What needs to be done:
If a line in the listing below includes the string "bool", pull it out.

Materials provided:
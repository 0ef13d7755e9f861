//! Metrics collection and export for stickerbot.
//!
//! Everything goes through the `metrics` crate facade, so call sites record
//! unconditionally and pay nothing when no recorder is installed. With the
//! `prometheus` feature, [`init_metrics`] installs a Prometheus recorder whose
//! output is available through [`MetricsHandle::render`].
//!
//! ```rust,ignore
//! use stickerbot_metrics::{counter, stickers};
//!
//! counter!(stickers::SENT_TOTAL, "kind" => "static").increment(1);
//! ```

mod definitions;
mod error;
mod recorder;

pub use {
    definitions::*,
    error::{Error, Result},
    recorder::{MetricsHandle, MetricsRecorderConfig, init_metrics},
};

// Re-export metrics macros for convenience
pub use metrics::{counter, gauge, histogram};
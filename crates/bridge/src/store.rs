use std::path::{Path, PathBuf};

use {
    async_trait::async_trait,
    stickerbot_channels::{CredentialStore, Result},
    stickerbot_protocol::Credentials,
    tracing::debug,
};

/// Keeps the credentials as one JSON document inside the auth directory.
#[derive(Debug, Clone)]
pub struct FileCredentialStore {
    path: PathBuf,
}

impl FileCredentialStore {
    pub const FILE_NAME: &str = "creds.json";

    pub fn in_dir(dir: impl AsRef<Path>) -> Self {
        Self {
            path: dir.as_ref().join(Self::FILE_NAME),
        }
    }

    #[must_use]
    pub fn path(&self) -> &Path {
        &self.path
    }
}

#[async_trait]
impl CredentialStore for FileCredentialStore {
    async fn load(&self) -> Result<Option<Credentials>> {
        match tokio::fs::read(&self.path).await {
            Ok(bytes) => {
                let credentials = serde_json::from_slice(&bytes)?;
                debug!(path = %self.path.display(), "loaded stored credentials");
                Ok(Some(credentials))
            },
            Err(e) if e.kind() == std::io::ErrorKind::NotFound => Ok(None),
            Err(e) => Err(e.into()),
        }
    }

    async fn persist(&self, credentials: &Credentials) -> Result<()> {
        if let Some(dir) = self.path.parent() {
            tokio::fs::create_dir_all(dir).await?;
        }
        // Atomic replace.
        let tmp = self.path.with_extension("json.tmp");
        tokio::fs::write(&tmp, serde_json::to_vec_pretty(credentials)?).await?;
        tokio::fs::rename(&tmp, &self.path).await?;
        debug!(path = %self.path.display(), "credentials persisted");
        Ok(())
    }
}
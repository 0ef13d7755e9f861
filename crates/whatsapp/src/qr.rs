//! Login challenge rendering for a terminal.

use {
    qrcode::{Color, EcLevel, QrCode},
    stickerbot_channels::QrRenderer,
    tracing::{info, warn},
};

/// Light modules around the code so scanners can find its edges.
const QUIET_ZONE: usize = 2;

/// Prints the challenge as a QR code built from half-block characters, two
/// module rows per line of text.
#[derive(Debug, Clone, Copy, Default)]
pub struct TerminalQrRenderer;

impl TerminalQrRenderer {
    /// Render `data` as text. `None` if the payload does not fit a QR code.
    #[must_use]
    pub fn to_text(data: &str) -> Option<String> {
        let code = QrCode::with_error_correction_level(data.as_bytes(), EcLevel::L).ok()?;
        let width = code.width();
        let colors = code.into_colors();
        let is_dark = |row: usize, col: usize| -> bool {
            let (Some(r), Some(c)) = (row.checked_sub(QUIET_ZONE), col.checked_sub(QUIET_ZONE))
            else {
                return false;
            };
            r < width && c < width && colors[r * width + c] == Color::Dark
        };

        let side = width + QUIET_ZONE * 2;
        let mut out = String::with_capacity((side + 1) * side.div_ceil(2) * 3);
        for row in (0..side).step_by(2) {
            for col in 0..side {
                out.push(match (is_dark(row, col), is_dark(row + 1, col)) {
                    (true, true) => '█',
                    (true, false) => '▀',
                    (false, true) => '▄',
                    (false, false) => ' ',
                });
            }
            out.push('\n');
        }
        Some(out)
    }
}

impl QrRenderer for TerminalQrRenderer {
    fn render(&self, challenge: &str) {
        match Self::to_text(challenge) {
            Some(text) => {
                // Printed verbatim; a log formatter would mangle the blocks.
                println!("{text}");
                info!("QR code generated, scan it with WhatsApp > Linked devices");
            },
            None => warn!(len = challenge.len(), "login challenge does not fit a QR code"),
        }
    }
}
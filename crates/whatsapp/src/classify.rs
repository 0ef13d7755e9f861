//! Decide what to do with one unwrapped message.
//!
//! Rules are evaluated in order and the first match wins, so every event
//! maps to exactly one [`DispatchAction`] and at most one outbound send.

use std::fmt;

use {
    stickerbot_config::StickerBotConfig,
    stickerbot_protocol::{InboundEvent, MediaDescriptor},
};

use crate::unwrap::UnwrappedMessage;

/// Why an event produced no action.
#[derive(Debug, Clone, Copy, PartialEq, Eq)]
pub enum IgnoreReason {
    /// Sent by the bot's own account.
    OwnMessage,
    /// Posted to the status/broadcast channel.
    Broadcast,
    /// Stickerable media whose caption lacks the marker.
    MissingMarker,
    /// Neither keyword text nor stickerable media.
    NotEligible,
}

impl IgnoreReason {
    #[must_use]
    pub fn as_str(self) -> &'static str {
        match self {
            Self::OwnMessage => "own_message",
            Self::Broadcast => "broadcast",
            Self::MissingMarker => "missing_marker",
            Self::NotEligible => "not_eligible",
        }
    }
}

impl fmt::Display for IgnoreReason {
    fn fmt(&self, f: &mut fmt::Formatter<'_>) -> fmt::Result {
        f.write_str(self.as_str())
    }
}

/// Which encoder turns the media into a sticker.
#[derive(Debug, Clone, Copy, PartialEq, Eq)]
pub enum StickerStrategy {
    Static,
    Animated,
}

impl StickerStrategy {
    #[must_use]
    pub fn as_str(self) -> &'static str {
        match self {
            Self::Static => "static",
            Self::Animated => "animated",
        }
    }
}

impl fmt::Display for StickerStrategy {
    fn fmt(&self, f: &mut fmt::Formatter<'_>) -> fmt::Result {
        f.write_str(self.as_str())
    }
}

#[derive(Debug, Clone, PartialEq)]
pub enum DispatchAction {
    Ignore(IgnoreReason),
    /// Door, confirm and for tokens all present. `reply` is `None` unless a
    /// confirmation reply is configured.
    ConfirmationNoticed { reply: Option<String> },
    /// Only the door token present; answer with a short acknowledgement.
    Acknowledge { reply: String },
    /// Sticker marker in the caption but no media found. Dump the envelope.
    Diagnose,
    Sticker {
        media: MediaDescriptor,
        strategy: StickerStrategy,
    },
}

/// Tokens and replies the classifier matches against, lowercased once.
#[derive(Debug, Clone)]
pub struct ClassifyRules {
    door: String,
    confirm: String,
    for_token: String,
    ack_reply: String,
    confirmation_reply: Option<String>,
    marker: String,
    broadcast_jid: String,
}

impl ClassifyRules {
    #[must_use]
    pub fn from_config(config: &StickerBotConfig) -> Self {
        let keywords = &config.keywords;
        Self {
            door: keywords.door.to_lowercase(),
            confirm: keywords.confirm.to_lowercase(),
            for_token: keywords.for_token.to_lowercase(),
            ack_reply: keywords.ack_reply.clone(),
            confirmation_reply: keywords.confirmation_reply.clone(),
            marker: config.sticker.marker.clone(),
            broadcast_jid: config.broadcast_jid.clone(),
        }
    }

    fn requests_sticker(&self, caption: &str) -> bool {
        caption.contains(&self.marker)
    }

    /// Marker in the caption but nothing to turn into a sticker. Also holds
    /// for keyword text, which is answered first and then dumped.
    #[must_use]
    pub fn wants_diagnostic(&self, unwrapped: &UnwrappedMessage<'_>) -> bool {
        !unwrapped.has_media() && self.requests_sticker(unwrapped.caption)
    }
}

impl Default for ClassifyRules {
    fn default() -> Self {
        Self::from_config(&StickerBotConfig::default())
    }
}

/// Classify one event. Pure; the caller performs the action.
#[must_use]
pub fn classify(
    event: &InboundEvent,
    unwrapped: &UnwrappedMessage<'_>,
    rules: &ClassifyRules,
) -> DispatchAction {
    if event.from_self() {
        return DispatchAction::Ignore(IgnoreReason::OwnMessage);
    }
    if event.remote_jid() == rules.broadcast_jid {
        return DispatchAction::Ignore(IgnoreReason::Broadcast);
    }

    if let Some(action) = classify_text(unwrapped.text, rules) {
        return action;
    }

    if rules.wants_diagnostic(unwrapped) {
        return DispatchAction::Diagnose;
    }
    if !unwrapped.has_media() {
        return DispatchAction::Ignore(IgnoreReason::NotEligible);
    }
    let caption = unwrapped.caption;

    let (media, strategy) = match (unwrapped.image, unwrapped.video) {
        (Some(image), _) => {
            let media = MediaDescriptor::from_image(image);
            let strategy = if media.is_gif_image() {
                StickerStrategy::Animated
            } else {
                StickerStrategy::Static
            };
            (media, strategy)
        },
        // Videos go through the animated path whether or not gif playback is set.
        (None, Some(video)) => (MediaDescriptor::from_video(video), StickerStrategy::Animated),
        (None, None) => return DispatchAction::Ignore(IgnoreReason::NotEligible),
    };

    if !rules.requests_sticker(caption) {
        return DispatchAction::Ignore(IgnoreReason::MissingMarker);
    }
    DispatchAction::Sticker { media, strategy }
}

fn classify_text(text: &str, rules: &ClassifyRules) -> Option<DispatchAction> {
    if text.is_empty() {
        return None;
    }
    let lowered = text.to_lowercase();
    if !lowered.contains(&rules.door) {
        return None;
    }
    if lowered.contains(&rules.confirm) && lowered.contains(&rules.for_token) {
        return Some(DispatchAction::ConfirmationNoticed {
            reply: rules.confirmation_reply.clone(),
        });
    }
    Some(DispatchAction::Acknowledge {
        reply: rules.ack_reply.clone(),
    })
}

The answer:
        let is_dark = |row: usize, col: usize| -> bool {
    fn requests_sticker(&self, caption: &str) -> bool {
    pub fn wants_diagnostic(&self, unwrapped: &UnwrappedMessage<'_>) -> bool {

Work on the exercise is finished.